REQUIREMENT:
Run through the data and copy out every line that mentions the word "insensitive".
══════
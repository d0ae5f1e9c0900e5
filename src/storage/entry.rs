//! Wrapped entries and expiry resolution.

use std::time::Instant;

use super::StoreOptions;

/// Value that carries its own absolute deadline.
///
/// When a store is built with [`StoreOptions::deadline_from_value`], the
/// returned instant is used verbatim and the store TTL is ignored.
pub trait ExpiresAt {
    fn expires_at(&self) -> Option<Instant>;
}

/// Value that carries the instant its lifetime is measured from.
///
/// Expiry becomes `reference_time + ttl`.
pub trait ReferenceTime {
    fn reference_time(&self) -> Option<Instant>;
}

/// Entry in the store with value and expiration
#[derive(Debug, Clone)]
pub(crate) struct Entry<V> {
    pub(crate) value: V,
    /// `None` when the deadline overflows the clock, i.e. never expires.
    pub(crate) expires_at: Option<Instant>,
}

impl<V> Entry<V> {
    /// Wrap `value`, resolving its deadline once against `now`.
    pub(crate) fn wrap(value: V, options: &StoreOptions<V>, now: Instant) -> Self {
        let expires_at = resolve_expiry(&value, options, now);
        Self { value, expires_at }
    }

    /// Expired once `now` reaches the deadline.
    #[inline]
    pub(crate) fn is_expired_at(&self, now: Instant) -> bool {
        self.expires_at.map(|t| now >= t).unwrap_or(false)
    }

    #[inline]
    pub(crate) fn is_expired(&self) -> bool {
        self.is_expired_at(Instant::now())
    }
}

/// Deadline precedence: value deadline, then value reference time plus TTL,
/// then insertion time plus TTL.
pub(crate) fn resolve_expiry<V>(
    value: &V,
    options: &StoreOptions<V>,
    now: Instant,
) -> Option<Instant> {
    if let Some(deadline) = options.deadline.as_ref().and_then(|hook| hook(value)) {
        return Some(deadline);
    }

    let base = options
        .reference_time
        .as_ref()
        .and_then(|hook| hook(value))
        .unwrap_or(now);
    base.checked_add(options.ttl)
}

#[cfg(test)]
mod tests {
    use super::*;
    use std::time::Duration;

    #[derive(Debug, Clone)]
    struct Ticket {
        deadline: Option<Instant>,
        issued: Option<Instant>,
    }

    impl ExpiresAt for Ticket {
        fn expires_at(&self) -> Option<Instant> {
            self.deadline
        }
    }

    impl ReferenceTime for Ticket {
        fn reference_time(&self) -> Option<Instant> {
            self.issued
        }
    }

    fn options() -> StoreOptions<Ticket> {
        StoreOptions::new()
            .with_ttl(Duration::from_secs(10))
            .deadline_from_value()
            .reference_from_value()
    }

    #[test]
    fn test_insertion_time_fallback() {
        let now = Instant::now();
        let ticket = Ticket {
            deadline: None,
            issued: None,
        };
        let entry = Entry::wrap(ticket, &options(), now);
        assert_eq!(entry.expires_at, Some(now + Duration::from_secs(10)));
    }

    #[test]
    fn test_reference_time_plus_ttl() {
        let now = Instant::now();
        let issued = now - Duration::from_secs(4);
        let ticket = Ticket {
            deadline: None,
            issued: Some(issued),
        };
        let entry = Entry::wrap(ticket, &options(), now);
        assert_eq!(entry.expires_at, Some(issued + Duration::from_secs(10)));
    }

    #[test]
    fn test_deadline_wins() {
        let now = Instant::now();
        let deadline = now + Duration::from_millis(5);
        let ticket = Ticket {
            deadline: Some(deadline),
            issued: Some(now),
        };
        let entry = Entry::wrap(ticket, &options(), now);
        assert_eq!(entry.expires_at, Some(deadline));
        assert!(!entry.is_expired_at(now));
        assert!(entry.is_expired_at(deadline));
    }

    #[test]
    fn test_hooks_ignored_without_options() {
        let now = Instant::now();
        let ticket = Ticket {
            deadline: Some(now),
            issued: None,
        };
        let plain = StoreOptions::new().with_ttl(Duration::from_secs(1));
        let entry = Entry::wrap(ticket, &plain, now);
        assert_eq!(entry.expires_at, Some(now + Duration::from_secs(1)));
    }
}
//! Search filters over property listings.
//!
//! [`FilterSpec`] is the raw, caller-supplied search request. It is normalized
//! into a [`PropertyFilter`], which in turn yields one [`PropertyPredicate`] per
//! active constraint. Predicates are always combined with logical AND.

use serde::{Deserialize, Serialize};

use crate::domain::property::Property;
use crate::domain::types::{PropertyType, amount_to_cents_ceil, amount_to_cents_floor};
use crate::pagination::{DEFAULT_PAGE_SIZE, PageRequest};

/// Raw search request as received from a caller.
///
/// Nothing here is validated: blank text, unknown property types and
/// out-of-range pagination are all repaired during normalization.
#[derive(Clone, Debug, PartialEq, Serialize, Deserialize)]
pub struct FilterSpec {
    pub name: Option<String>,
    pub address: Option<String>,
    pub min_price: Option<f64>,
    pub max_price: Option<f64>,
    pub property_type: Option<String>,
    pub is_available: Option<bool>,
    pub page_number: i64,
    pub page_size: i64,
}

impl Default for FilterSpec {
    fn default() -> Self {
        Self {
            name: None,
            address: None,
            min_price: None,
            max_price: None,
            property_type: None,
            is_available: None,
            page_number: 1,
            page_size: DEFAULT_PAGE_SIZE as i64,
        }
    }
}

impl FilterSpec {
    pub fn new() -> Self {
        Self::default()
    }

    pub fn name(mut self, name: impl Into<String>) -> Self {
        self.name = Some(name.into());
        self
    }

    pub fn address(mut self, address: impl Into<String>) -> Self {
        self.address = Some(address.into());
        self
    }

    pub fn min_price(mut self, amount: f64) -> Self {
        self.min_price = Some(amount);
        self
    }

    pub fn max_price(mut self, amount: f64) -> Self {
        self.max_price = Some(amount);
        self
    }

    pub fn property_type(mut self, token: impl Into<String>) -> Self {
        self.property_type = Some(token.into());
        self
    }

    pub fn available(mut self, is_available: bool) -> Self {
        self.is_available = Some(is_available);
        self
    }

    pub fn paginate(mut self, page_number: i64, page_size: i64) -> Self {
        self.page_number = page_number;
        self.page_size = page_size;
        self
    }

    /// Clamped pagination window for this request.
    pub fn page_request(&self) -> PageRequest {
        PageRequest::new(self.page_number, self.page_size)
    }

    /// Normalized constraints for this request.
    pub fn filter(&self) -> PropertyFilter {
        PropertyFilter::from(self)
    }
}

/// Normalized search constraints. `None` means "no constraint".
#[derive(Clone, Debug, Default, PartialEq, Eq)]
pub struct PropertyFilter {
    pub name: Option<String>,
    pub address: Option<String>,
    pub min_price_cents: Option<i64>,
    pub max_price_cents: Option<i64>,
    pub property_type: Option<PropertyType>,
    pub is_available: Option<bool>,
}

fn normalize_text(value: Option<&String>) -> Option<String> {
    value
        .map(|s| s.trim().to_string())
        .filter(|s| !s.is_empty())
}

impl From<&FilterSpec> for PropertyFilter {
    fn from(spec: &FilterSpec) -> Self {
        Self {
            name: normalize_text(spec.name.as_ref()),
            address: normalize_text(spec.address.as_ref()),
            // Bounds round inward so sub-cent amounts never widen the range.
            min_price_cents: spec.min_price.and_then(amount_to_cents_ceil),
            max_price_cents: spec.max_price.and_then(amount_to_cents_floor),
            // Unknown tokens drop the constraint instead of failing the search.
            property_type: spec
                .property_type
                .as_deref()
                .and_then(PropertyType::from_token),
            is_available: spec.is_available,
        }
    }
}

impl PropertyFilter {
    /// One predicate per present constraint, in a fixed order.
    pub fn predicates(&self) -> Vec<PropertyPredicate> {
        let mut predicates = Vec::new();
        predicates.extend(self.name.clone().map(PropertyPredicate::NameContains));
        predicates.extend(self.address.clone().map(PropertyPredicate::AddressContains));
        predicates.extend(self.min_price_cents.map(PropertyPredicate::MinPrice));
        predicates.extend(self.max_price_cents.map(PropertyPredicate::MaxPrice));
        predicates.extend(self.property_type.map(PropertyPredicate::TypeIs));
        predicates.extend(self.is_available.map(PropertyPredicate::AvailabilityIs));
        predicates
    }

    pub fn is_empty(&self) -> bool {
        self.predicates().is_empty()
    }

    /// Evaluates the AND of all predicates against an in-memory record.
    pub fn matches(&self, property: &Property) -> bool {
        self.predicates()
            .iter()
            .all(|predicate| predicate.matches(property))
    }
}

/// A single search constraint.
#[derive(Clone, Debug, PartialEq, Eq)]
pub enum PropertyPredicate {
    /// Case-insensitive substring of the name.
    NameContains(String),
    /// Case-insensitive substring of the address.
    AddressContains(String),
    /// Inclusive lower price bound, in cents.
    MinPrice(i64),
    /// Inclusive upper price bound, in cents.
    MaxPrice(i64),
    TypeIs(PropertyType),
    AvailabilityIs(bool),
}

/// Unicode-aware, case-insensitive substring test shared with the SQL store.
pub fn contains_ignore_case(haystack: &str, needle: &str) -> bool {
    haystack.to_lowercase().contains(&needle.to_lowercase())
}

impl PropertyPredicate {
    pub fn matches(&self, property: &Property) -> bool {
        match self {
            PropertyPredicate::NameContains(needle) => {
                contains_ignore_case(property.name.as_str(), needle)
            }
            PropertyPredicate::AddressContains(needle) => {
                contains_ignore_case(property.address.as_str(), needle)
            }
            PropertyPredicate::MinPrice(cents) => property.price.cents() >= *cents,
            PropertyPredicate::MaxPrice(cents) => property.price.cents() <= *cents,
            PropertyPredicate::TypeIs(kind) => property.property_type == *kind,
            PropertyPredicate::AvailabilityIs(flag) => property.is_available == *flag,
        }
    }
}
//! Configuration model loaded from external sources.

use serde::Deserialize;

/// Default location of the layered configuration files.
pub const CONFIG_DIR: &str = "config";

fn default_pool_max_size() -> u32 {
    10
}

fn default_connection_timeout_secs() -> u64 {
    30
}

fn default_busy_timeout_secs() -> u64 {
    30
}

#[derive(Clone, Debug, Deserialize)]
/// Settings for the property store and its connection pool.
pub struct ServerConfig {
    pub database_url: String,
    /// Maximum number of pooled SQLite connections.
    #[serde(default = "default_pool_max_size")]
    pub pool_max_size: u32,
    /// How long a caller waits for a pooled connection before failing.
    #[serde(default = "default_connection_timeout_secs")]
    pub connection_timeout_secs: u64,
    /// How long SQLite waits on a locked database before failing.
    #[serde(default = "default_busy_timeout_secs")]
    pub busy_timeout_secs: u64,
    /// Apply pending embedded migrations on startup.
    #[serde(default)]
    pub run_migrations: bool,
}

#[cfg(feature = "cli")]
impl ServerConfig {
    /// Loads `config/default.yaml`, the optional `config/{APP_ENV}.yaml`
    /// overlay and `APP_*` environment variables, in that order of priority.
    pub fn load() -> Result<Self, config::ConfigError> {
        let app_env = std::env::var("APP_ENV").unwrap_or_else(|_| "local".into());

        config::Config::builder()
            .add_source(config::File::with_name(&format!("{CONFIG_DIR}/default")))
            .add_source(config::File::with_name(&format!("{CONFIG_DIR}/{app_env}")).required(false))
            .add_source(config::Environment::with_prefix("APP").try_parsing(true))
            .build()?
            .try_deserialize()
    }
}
══════
WRITTEN ANSWER:
    /// Case-insensitive substring of the name.
    /// Case-insensitive substring of the address.
/// Unicode-aware, case-insensitive substring test shared with the SQL store.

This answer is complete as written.